Content starts
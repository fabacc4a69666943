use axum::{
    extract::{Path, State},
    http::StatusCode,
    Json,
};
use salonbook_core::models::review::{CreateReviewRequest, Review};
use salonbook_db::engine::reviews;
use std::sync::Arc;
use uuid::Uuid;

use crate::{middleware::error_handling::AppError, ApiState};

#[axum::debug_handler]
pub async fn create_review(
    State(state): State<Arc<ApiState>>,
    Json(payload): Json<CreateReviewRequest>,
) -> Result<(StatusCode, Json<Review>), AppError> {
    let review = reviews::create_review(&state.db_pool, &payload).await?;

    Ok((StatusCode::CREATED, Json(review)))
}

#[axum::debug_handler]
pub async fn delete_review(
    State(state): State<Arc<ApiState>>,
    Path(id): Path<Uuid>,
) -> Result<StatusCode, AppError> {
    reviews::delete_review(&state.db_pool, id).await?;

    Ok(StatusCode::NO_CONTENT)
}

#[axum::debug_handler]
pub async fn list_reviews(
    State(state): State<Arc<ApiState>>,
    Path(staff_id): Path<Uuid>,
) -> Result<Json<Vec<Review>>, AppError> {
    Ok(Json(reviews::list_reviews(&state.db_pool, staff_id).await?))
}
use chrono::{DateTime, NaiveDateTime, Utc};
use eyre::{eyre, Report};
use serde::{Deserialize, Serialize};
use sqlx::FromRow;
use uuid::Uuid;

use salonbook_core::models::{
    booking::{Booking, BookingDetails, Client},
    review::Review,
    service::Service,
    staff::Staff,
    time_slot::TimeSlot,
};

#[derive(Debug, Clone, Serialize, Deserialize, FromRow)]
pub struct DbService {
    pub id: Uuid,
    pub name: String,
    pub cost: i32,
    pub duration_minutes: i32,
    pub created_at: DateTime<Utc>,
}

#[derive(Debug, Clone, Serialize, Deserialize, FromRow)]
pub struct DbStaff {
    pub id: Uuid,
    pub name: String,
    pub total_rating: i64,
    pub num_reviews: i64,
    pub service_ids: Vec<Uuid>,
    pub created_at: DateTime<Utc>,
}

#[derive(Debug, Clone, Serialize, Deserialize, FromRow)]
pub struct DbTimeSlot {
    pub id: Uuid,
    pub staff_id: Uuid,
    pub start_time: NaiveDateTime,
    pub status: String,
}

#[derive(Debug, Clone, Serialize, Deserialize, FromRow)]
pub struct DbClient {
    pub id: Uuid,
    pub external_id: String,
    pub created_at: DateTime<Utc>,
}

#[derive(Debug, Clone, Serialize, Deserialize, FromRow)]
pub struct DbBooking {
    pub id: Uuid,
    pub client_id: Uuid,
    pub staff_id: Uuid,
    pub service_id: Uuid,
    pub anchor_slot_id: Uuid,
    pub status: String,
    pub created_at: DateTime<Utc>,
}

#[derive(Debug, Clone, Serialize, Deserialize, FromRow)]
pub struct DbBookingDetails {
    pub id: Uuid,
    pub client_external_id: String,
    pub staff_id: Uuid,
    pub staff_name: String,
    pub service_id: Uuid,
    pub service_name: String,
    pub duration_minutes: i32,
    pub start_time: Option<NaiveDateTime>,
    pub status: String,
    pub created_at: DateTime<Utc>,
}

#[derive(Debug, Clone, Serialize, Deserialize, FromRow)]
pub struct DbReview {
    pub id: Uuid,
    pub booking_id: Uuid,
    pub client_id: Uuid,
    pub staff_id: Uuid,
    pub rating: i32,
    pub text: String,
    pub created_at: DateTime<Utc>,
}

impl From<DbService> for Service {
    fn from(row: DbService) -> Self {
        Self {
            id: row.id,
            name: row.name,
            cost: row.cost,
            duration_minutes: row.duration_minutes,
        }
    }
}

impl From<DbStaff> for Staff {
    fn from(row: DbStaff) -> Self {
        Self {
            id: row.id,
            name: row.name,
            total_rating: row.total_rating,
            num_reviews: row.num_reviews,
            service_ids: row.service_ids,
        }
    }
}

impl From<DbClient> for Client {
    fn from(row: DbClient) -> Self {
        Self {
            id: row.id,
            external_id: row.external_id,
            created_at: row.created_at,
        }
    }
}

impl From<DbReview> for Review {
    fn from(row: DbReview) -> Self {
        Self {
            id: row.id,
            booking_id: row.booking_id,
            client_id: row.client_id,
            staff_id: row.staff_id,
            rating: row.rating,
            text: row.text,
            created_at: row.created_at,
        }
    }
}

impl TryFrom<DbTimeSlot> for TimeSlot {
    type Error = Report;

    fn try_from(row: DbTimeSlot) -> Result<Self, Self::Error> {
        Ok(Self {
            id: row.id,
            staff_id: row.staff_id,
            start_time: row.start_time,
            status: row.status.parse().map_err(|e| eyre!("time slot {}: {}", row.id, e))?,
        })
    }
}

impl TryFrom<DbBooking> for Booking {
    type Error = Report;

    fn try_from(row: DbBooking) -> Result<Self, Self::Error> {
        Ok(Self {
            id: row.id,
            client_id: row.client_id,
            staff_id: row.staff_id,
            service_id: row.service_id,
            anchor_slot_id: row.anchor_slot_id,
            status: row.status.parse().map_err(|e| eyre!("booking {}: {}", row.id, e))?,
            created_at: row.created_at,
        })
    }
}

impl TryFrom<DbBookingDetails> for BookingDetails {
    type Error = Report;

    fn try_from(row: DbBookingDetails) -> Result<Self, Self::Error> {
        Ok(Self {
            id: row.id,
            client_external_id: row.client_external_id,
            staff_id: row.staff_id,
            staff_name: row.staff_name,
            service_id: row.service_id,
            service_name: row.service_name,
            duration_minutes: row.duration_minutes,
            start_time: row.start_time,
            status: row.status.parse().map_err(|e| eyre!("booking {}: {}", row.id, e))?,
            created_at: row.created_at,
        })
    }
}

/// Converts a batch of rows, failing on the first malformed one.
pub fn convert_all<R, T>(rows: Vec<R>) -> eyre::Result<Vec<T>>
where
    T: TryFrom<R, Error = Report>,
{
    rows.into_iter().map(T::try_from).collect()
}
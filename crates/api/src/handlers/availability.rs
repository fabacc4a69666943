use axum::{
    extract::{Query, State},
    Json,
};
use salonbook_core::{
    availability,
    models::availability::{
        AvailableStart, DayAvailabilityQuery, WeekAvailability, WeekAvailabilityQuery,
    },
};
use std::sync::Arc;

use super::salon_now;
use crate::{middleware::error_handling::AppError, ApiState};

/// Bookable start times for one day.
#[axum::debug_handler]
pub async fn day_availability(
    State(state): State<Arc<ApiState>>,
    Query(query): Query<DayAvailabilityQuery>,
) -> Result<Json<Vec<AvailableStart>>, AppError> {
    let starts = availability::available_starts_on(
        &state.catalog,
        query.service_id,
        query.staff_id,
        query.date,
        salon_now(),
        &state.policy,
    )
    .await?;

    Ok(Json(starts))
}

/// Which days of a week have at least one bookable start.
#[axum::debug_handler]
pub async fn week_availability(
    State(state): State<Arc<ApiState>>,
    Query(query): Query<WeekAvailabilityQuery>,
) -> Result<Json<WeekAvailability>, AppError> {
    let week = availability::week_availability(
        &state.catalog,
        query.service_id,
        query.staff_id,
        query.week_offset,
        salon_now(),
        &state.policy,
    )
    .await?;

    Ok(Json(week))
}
Content ends
Content starts
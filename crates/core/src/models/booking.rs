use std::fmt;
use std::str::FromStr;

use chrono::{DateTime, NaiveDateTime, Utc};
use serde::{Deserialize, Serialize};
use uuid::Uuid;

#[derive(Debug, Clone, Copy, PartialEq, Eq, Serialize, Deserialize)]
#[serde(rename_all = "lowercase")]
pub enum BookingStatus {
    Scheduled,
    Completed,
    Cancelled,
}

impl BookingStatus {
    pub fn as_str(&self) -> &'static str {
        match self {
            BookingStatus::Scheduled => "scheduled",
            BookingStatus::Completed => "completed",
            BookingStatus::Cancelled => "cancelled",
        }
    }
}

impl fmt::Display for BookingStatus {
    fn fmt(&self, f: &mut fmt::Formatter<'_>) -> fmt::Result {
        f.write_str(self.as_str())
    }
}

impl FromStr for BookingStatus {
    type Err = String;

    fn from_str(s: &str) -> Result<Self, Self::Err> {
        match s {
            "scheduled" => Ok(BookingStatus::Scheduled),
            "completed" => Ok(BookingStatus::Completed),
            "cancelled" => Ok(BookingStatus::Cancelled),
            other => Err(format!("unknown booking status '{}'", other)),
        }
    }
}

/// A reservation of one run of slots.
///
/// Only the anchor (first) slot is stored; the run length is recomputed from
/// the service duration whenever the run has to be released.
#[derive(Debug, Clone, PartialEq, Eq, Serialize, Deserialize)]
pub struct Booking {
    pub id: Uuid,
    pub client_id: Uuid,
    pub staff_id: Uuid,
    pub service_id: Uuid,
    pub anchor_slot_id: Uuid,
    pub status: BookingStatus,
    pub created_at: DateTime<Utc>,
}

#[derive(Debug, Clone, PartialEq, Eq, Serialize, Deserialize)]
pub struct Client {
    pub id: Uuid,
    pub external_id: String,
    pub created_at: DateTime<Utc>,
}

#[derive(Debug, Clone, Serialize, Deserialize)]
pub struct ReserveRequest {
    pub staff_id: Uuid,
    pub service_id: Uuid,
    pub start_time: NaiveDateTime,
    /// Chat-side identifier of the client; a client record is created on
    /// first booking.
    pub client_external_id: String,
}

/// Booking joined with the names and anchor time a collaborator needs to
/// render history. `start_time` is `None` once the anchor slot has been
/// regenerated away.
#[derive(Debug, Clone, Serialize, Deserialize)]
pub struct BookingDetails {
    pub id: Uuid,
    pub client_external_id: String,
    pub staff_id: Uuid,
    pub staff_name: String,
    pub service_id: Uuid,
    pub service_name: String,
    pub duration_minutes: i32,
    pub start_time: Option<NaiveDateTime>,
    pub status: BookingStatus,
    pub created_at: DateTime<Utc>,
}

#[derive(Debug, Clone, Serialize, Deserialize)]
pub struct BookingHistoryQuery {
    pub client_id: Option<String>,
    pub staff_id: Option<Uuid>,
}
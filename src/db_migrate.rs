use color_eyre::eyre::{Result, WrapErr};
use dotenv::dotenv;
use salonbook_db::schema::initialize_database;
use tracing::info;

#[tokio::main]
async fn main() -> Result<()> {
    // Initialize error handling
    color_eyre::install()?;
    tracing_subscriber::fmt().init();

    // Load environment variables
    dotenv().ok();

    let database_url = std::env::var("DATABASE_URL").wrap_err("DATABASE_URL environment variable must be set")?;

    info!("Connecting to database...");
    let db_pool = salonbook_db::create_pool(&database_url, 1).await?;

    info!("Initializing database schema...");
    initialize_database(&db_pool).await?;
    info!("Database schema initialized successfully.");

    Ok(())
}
Content ends
THE TASK =
Among the lines of the data, identify those with the word "rows". Copy each of them.

OUTPUT BELOW =
/// Converts a batch of rows, failing on the first malformed one.
pub fn convert_all<R, T>(rows: Vec<R>) -> eyre::Result<Vec<T>>
    rows.into_iter().map(T::try_from).collect()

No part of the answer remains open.